The bottom line is that health & wellbeing, productivity and sustainability are flywheels for each other. They are not separate outputs. They are not different skillsets. They are three factors that have to be thought of in a unified way. Feedback loops abound and you need to be planning for all three as you consider each one. What differentiates a #SpaceasaServicemindset is doing just that. Thinking of the whole not the parts. Thinking of the ‘system’ that will enable these flywheels to fly. It won’t just happen. Getting two of them right is relatively easy, getting all three is not.
Let’s though now look at what IS required to create a ‘Healthy Building’. Here I am going to fall back on the definitive guide in this matter, Joe Allen, who leads the Harvard T.H Chan School of Public Health. His May 2020 book ‘Healthy Buildings’, co-authored with John Macomber, has been described as a ‘call to action for everyone to demand healthy buildings with cleaner indoor air’, but I am going to paraphrase the key points from an earlier paper he led entitled ‘The 9 Foundations of a Healthy Building’.
For each of these you can dive as deep as you like, but at a generalist level, this is the gist of what matters.
Ventilation - plenty of it, fresh and recirculated, but avoiding street level (or car park) intakes and filter well. Maintain and monitor in real time and most likely exceed regulatory requirements.
Air Quality - check the chemical emissions of your furnishings and building materials. Surprisingly nasty things can lurk there. Monitor humidity, CO2 and PM2.5 levels. Not annually, but continuously (same with ventilation). We’re looking to optimise, optimise, optimise.
Water Quality - careful with disinfectant levels, test water quality regularly, and look out for water stagnation in pipes.
Thermal Health - temperature & humidity are key determinants of how comfortable we are. Some like it hot …. Some don’t. Provide control or varying temperatures in different parts of your workplace. Monitor constantly. Don’t get into the trap of running heating & cooling at the same time. Getting this right takes thought.
Dusts & Pests - prevention is better than cure, avoid pesticides but have an ongoing plan.
Lighting and Views - lighting that fights our circadian rhythms is a bad thing. Try to let nature do its thing. And views please. Happiness is a nice view. And vice versa.
Noise - is a productivity killer. Or an enhancer. Noise levels appropriate to the task/function are vital.
Moisture - enough is enough. Anymore is bad. Monitor and maintain ‘correct’ moisture levels.
Safety & Security - make sure everyone in your building is safe and secure. Meet fire safety and carbon monoxide monitoring standards.
Do read the source report* for this wafer thin summary. A lot of this is common sense but the devil IS in the detail. Most buildings run quite to very inefficiently, so there is a lot of low hanging fruit to create better spaces than your competition.

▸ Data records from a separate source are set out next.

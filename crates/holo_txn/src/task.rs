//! Worker task variants and the dispatch registry.
//!
//! A task is identified by `(worker, type, signature)`; publish-version tasks
//! use the transaction id as signature, so a transaction has at most one
//! publish task per worker. The registry only indexes tasks. The
//! publish scheduler keeps its own handles to the same `Arc<AgentTask>`s, so
//! a deregistered task's final state stays readable.

use std::collections::{BTreeSet, HashMap};
use std::sync::atomic::{AtomicBool, AtomicI64, AtomicU32, Ordering};
use std::sync::{Arc, Mutex};

use serde::{Deserialize, Serialize};

use crate::{DbId, PartitionId, ReplicaId, TableId, TabletId, TxnId, Version, WorkerId};

#[derive(Serialize, Deserialize, Clone, Copy, Debug, PartialEq, Eq, Hash, PartialOrd, Ord)]
#[serde(rename_all = "SCREAMING_SNAKE_CASE")]
pub enum TaskType {
    Create,
    Drop,
    RealtimePush,
    Clone,
    StorageMediumMigrate,
    PublishVersion,
    ClearTransaction,
    UpdateSchema,
    UpdateTabletMetaInfo,
    DropAutoIncrementMap,
    CheckConsistency,
    MakeSnapshot,
    ReleaseSnapshot,
    Upload,
    Download,
    Move,
    RemoteSnapshot,
    ReplicateSnapshot,
}

impl TaskType {
    /// Types whose completion report may legitimately arrive after the task
    /// was already dropped from the registry.
    pub fn missing_is_expected(self) -> bool {
        matches!(
            self,
            TaskType::Drop
                | TaskType::StorageMediumMigrate
                | TaskType::ReleaseSnapshot
                | TaskType::ClearTransaction
        )
    }

    /// Types whose failure reports are processed and deregistered instead of
    /// being left for external retry.
    pub fn handles_failure(self) -> bool {
        matches!(
            self,
            TaskType::Create
                | TaskType::RealtimePush
                | TaskType::Clone
                | TaskType::PublishVersion
                | TaskType::UpdateSchema
                | TaskType::UpdateTabletMetaInfo
                | TaskType::DropAutoIncrementMap
                | TaskType::StorageMediumMigrate
                | TaskType::MakeSnapshot
                | TaskType::Upload
                | TaskType::Download
                | TaskType::Move
                | TaskType::RemoteSnapshot
                | TaskType::ReplicateSnapshot
        )
    }
}

#[derive(Serialize, Deserialize, Clone, Copy, Debug, PartialEq, Eq)]
pub enum PushType {
    Load,
    Delete,
}

#[derive(Serialize, Deserialize, Clone, Copy, Debug, PartialEq, Eq)]
pub enum SnapshotOp {
    Make,
    Release,
    Upload,
    Download,
    Move,
    Remote,
    Replicate,
}

#[derive(Serialize, Deserialize, Clone, Copy, Debug, PartialEq, Eq)]
pub struct PartitionVersion {
    pub table_id: TableId,
    pub partition_id: PartitionId,
    pub version: Version,
    pub is_double_write: bool,
}

/// Publish payload plus what the worker reported back.
#[derive(Debug)]
pub struct PublishVersionTask {
    pub txn_id: TxnId,
    pub commit_time: i64,
    pub partition_versions: Vec<PartitionVersion>,
    finished: AtomicBool,
    error_tablet_ids: Mutex<Vec<TabletId>>,
    error_replica_ids: Mutex<BTreeSet<ReplicaId>>,
    tablet_versions: Mutex<Vec<(TabletId, Version)>>,
}

impl PublishVersionTask {
    pub fn new(txn_id: TxnId, commit_time: i64, partition_versions: Vec<PartitionVersion>) -> Self {
        Self {
            txn_id,
            commit_time,
            partition_versions,
            finished: AtomicBool::new(false),
            error_tablet_ids: Mutex::new(Vec::new()),
            error_replica_ids: Mutex::new(BTreeSet::new()),
            tablet_versions: Mutex::new(Vec::new()),
        }
    }

    pub fn is_finished(&self) -> bool {
        self.finished.load(Ordering::Acquire)
    }

    pub fn set_finished(&self, finished: bool) {
        self.finished.store(finished, Ordering::Release);
    }

    pub fn set_error_tablets(&self, tablets: Vec<TabletId>) {
        *self.error_tablet_ids.lock().expect("publish task lock") = tablets;
    }

    pub fn error_tablets(&self) -> Vec<TabletId> {
        self.error_tablet_ids.lock().expect("publish task lock").clone()
    }

    pub fn set_error_replicas(&self, replicas: BTreeSet<ReplicaId>) {
        *self.error_replica_ids.lock().expect("publish task lock") = replicas;
    }

    pub fn error_replicas(&self) -> BTreeSet<ReplicaId> {
        self.error_replica_ids.lock().expect("publish task lock").clone()
    }

    pub fn set_tablet_versions(&self, versions: Vec<(TabletId, Version)>) {
        *self.tablet_versions.lock().expect("publish task lock") = versions;
    }

    pub fn tablet_versions(&self) -> Vec<(TabletId, Version)> {
        self.tablet_versions.lock().expect("publish task lock").clone()
    }

    /// Clear worker-reported results ahead of a re-dispatch.
    pub fn reset(&self) {
        self.set_finished(false);
        self.set_error_tablets(Vec::new());
        self.set_error_replicas(BTreeSet::new());
        self.set_tablet_versions(Vec::new());
    }
}

/// Per-kind task payload.
#[derive(Debug)]
pub enum TaskKind {
    CreateReplica {
        tablet_id: TabletId,
        replica_id: ReplicaId,
        version: Version,
    },
    Drop {
        tablet_id: TabletId,
    },
    Push {
        push_type: PushType,
        job_id: u64,
        tablet_id: TabletId,
        replica_id: ReplicaId,
        version: Version,
    },
    Clone {
        tablet_id: TabletId,
        src_worker: WorkerId,
        version: Version,
    },
    StorageMediumMigrate {
        tablet_id: TabletId,
    },
    PublishVersion(PublishVersionTask),
    ClearTransaction {
        txn_ids: Vec<TxnId>,
    },
    UpdateSchema {
        tablet_ids: Vec<TabletId>,
    },
    UpdateTabletMeta {
        tablet_ids: Vec<TabletId>,
    },
    DropAutoIncrementMap {
        table_id: TableId,
    },
    CheckConsistency {
        tablet_id: TabletId,
        version: Version,
    },
    Snapshot {
        op: SnapshotOp,
        job_id: u64,
        tablet_id: TabletId,
    },
}

impl TaskKind {
    pub fn task_type(&self) -> TaskType {
        match self {
            TaskKind::CreateReplica { .. } => TaskType::Create,
            TaskKind::Drop { .. } => TaskType::Drop,
            TaskKind::Push { .. } => TaskType::RealtimePush,
            TaskKind::Clone { .. } => TaskType::Clone,
            TaskKind::StorageMediumMigrate { .. } => TaskType::StorageMediumMigrate,
            TaskKind::PublishVersion(_) => TaskType::PublishVersion,
            TaskKind::ClearTransaction { .. } => TaskType::ClearTransaction,
            TaskKind::UpdateSchema { .. } => TaskType::UpdateSchema,
            TaskKind::UpdateTabletMeta { .. } => TaskType::UpdateTabletMetaInfo,
            TaskKind::DropAutoIncrementMap { .. } => TaskType::DropAutoIncrementMap,
            TaskKind::CheckConsistency { .. } => TaskType::CheckConsistency,
            TaskKind::Snapshot { op, .. } => match op {
                SnapshotOp::Make => TaskType::MakeSnapshot,
                SnapshotOp::Release => TaskType::ReleaseSnapshot,
                SnapshotOp::Upload => TaskType::Upload,
                SnapshotOp::Download => TaskType::Download,
                SnapshotOp::Move => TaskType::Move,
                SnapshotOp::Remote => TaskType::RemoteSnapshot,
                SnapshotOp::Replicate => TaskType::ReplicateSnapshot,
            },
        }
    }
}

#[derive(Clone, Copy, Debug, PartialEq, Eq, Hash)]
pub struct TaskKey {
    pub worker_id: WorkerId,
    pub task_type: TaskType,
    pub signature: u64,
}

#[derive(Clone, Debug, PartialEq, Eq)]
pub enum TaskState {
    Dispatched,
    Applied,
    Failed { message: String },
}

#[derive(Debug)]
pub struct AgentTask {
    pub worker_id: WorkerId,
    pub signature: u64,
    pub db_id: DbId,
    pub kind: TaskKind,
    pub created_at_ms: i64,
    state: Mutex<TaskState>,
    failed_times: AtomicU32,
    /// Last failed submission or failed report, 0 when none.
    failed_at_ms: AtomicI64,
}

impl AgentTask {
    pub fn new(worker_id: WorkerId, signature: u64, db_id: DbId, kind: TaskKind, now_ms: i64) -> Self {
        Self {
            worker_id,
            signature,
            db_id,
            kind,
            created_at_ms: now_ms,
            state: Mutex::new(TaskState::Dispatched),
            failed_times: AtomicU32::new(0),
            failed_at_ms: AtomicI64::new(0),
        }
    }

    pub fn task_type(&self) -> TaskType {
        self.kind.task_type()
    }

    pub fn key(&self) -> TaskKey {
        TaskKey {
            worker_id: self.worker_id,
            task_type: self.task_type(),
            signature: self.signature,
        }
    }

    pub fn publish(&self) -> Option<&PublishVersionTask> {
        match &self.kind {
            TaskKind::PublishVersion(task) => Some(task),
            _ => None,
        }
    }

    pub fn state(&self) -> TaskState {
        self.state.lock().expect("task state lock").clone()
    }

    pub fn mark_applied(&self) {
        *self.state.lock().expect("task state lock") = TaskState::Applied;
    }

    pub fn mark_failed(&self, message: impl Into<String>, now_ms: i64) {
        *self.state.lock().expect("task state lock") = TaskState::Failed {
            message: message.into(),
        };
        self.failed_times.fetch_add(1, Ordering::Relaxed);
        self.failed_at_ms.store(now_ms, Ordering::Release);
    }

    /// The worker never received the task; it stays dispatched.
    pub fn mark_submit_failed(&self, now_ms: i64) {
        self.failed_times.fetch_add(1, Ordering::Relaxed);
        self.failed_at_ms.store(now_ms, Ordering::Release);
    }

    pub fn failed_times(&self) -> u32 {
        self.failed_times.load(Ordering::Relaxed)
    }

    pub fn failed_at_ms(&self) -> i64 {
        self.failed_at_ms.load(Ordering::Acquire)
    }

    /// Put a failed task back into the dispatched state for a resend.
    pub fn reset_for_retry(&self) {
        *self.state.lock().expect("task state lock") = TaskState::Dispatched;
        self.failed_at_ms.store(0, Ordering::Release);
        if let Some(publish) = self.publish() {
            publish.reset();
        }
    }

    pub fn error_msg(&self) -> Option<String> {
        match self.state() {
            TaskState::Failed { message } => Some(message),
            _ => None,
        }
    }
}

/// Outstanding tasks indexed by worker, type and signature.
#[derive(Default)]
pub struct TaskDispatchRegistry {
    tasks: Mutex<HashMap<WorkerId, HashMap<TaskType, HashMap<u64, Arc<AgentTask>>>>>,
}

impl TaskDispatchRegistry {
    pub fn new() -> Self {
        Self::default()
    }

    /// Register a task; false if one with the same key is already present.
    pub fn add_task(&self, task: Arc<AgentTask>) -> bool {
        let mut tasks = self.tasks.lock().expect("task registry lock");
        let by_sig = tasks
            .entry(task.worker_id)
            .or_default()
            .entry(task.task_type())
            .or_default();
        if by_sig.contains_key(&task.signature) {
            return false;
        }
        by_sig.insert(task.signature, task);
        true
    }

    pub fn get_task(&self, key: TaskKey) -> Option<Arc<AgentTask>> {
        let tasks = self.tasks.lock().expect("task registry lock");
        tasks
            .get(&key.worker_id)?
            .get(&key.task_type)?
            .get(&key.signature)
            .cloned()
    }

    pub fn remove_task(&self, key: TaskKey) -> Option<Arc<AgentTask>> {
        let mut tasks = self.tasks.lock().expect("task registry lock");
        let by_type = tasks.get_mut(&key.worker_id)?;
        let by_sig = by_type.get_mut(&key.task_type)?;
        let removed = by_sig.remove(&key.signature);
        if by_sig.is_empty() {
            by_type.remove(&key.task_type);
        }
        if by_type.is_empty() {
            tasks.remove(&key.worker_id);
        }
        removed
    }

    /// Drop a transaction's publish tasks on the given workers.
    pub fn remove_publish_tasks(&self, txn_id: TxnId, workers: impl IntoIterator<Item = WorkerId>) {
        for worker_id in workers {
            self.remove_task(TaskKey {
                worker_id,
                task_type: TaskType::PublishVersion,
                signature: txn_id,
            });
        }
    }

    pub fn task_num(&self, worker_id: Option<WorkerId>, task_type: Option<TaskType>) -> usize {
        let tasks = self.tasks.lock().expect("task registry lock");
        tasks
            .iter()
            .filter(|(w, _)| worker_id.map_or(true, |id| id == **w))
            .flat_map(|(_, by_type)| by_type.iter())
            .filter(|(t, _)| task_type.map_or(true, |ty| ty == **t))
            .map(|(_, by_sig)| by_sig.len())
            .sum()
    }

    pub fn tasks_of(&self, worker_id: WorkerId) -> Vec<Arc<AgentTask>> {
        let tasks = self.tasks.lock().expect("task registry lock");
        tasks
            .get(&worker_id)
            .map(|by_type| by_type.values().flat_map(|m| m.values().cloned()).collect())
            .unwrap_or_default()
    }
}

#[cfg(test)]
mod tests {
    use super::*;

    fn publish_task(worker_id: WorkerId, txn_id: TxnId) -> Arc<AgentTask> {
        Arc::new(AgentTask::new(
            worker_id,
            txn_id,
            1,
            TaskKind::PublishVersion(PublishVersionTask::new(txn_id, 0, Vec::new())),
            0,
        ))
    }

    #[test]
    fn registration_is_idempotent() {
        let registry = TaskDispatchRegistry::new();
        assert!(registry.add_task(publish_task(1, 10)));
        assert!(!registry.add_task(publish_task(1, 10)));
        assert!(registry.add_task(publish_task(2, 10)));
        assert_eq!(registry.task_num(None, Some(TaskType::PublishVersion)), 2);
        assert_eq!(registry.task_num(Some(1), None), 1);
    }

    #[test]
    fn removal_is_idempotent() {
        let registry = TaskDispatchRegistry::new();
        let task = publish_task(1, 10);
        let key = task.key();
        registry.add_task(task);
        assert!(registry.remove_task(key).is_some());
        assert!(registry.remove_task(key).is_none());
        assert!(registry.get_task(key).is_none());
        assert_eq!(registry.task_num(None, None), 0);
    }

    #[test]
    fn publish_tasks_removed_per_transaction() {
        let registry = TaskDispatchRegistry::new();
        for worker in 1..=3 {
            registry.add_task(publish_task(worker, 10));
            registry.add_task(publish_task(worker, 11));
        }
        registry.remove_publish_tasks(10, 1..=3);
        assert_eq!(registry.task_num(None, None), 3);
        assert!(registry
            .tasks_of(2)
            .iter()
            .all(|t| t.signature == 11));
    }

    #[test]
    fn retry_resets_reported_state() {
        let task = publish_task(1, 10);
        let publish = task.publish().expect("publish payload");
        publish.set_error_tablets(vec![5]);
        publish.set_finished(true);
        task.mark_failed("disk error", 100);
        assert_eq!(task.error_msg().as_deref(), Some("disk error"));
        assert_eq!(task.failed_at_ms(), 100);

        task.reset_for_retry();
        assert_eq!(task.state(), TaskState::Dispatched);
        assert!(!publish.is_finished());
        assert!(publish.error_tablets().is_empty());
        assert_eq!(task.failed_times(), 1);
    }

    #[test]
    fn failure_allow_list() {
        assert!(TaskType::PublishVersion.handles_failure());
        assert!(TaskType::RealtimePush.handles_failure());
        assert!(!TaskType::Drop.handles_failure());
        assert!(!TaskType::ClearTransaction.handles_failure());
        assert!(TaskType::Drop.missing_is_expected());
        assert!(!TaskType::PublishVersion.missing_is_expected());
    }
}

The bottom line is that we know what is required to create a healthy building. For #SpaceAsAService operations the bar has to be higher than is traditional because the aim is to be better than the norm. Top operators will place providing great environmental conditions at the centre of their ‘Brand Promise’. In a post Covid world there will be great competitive advantage in providing spaces that genuinely are good for our health and well-being.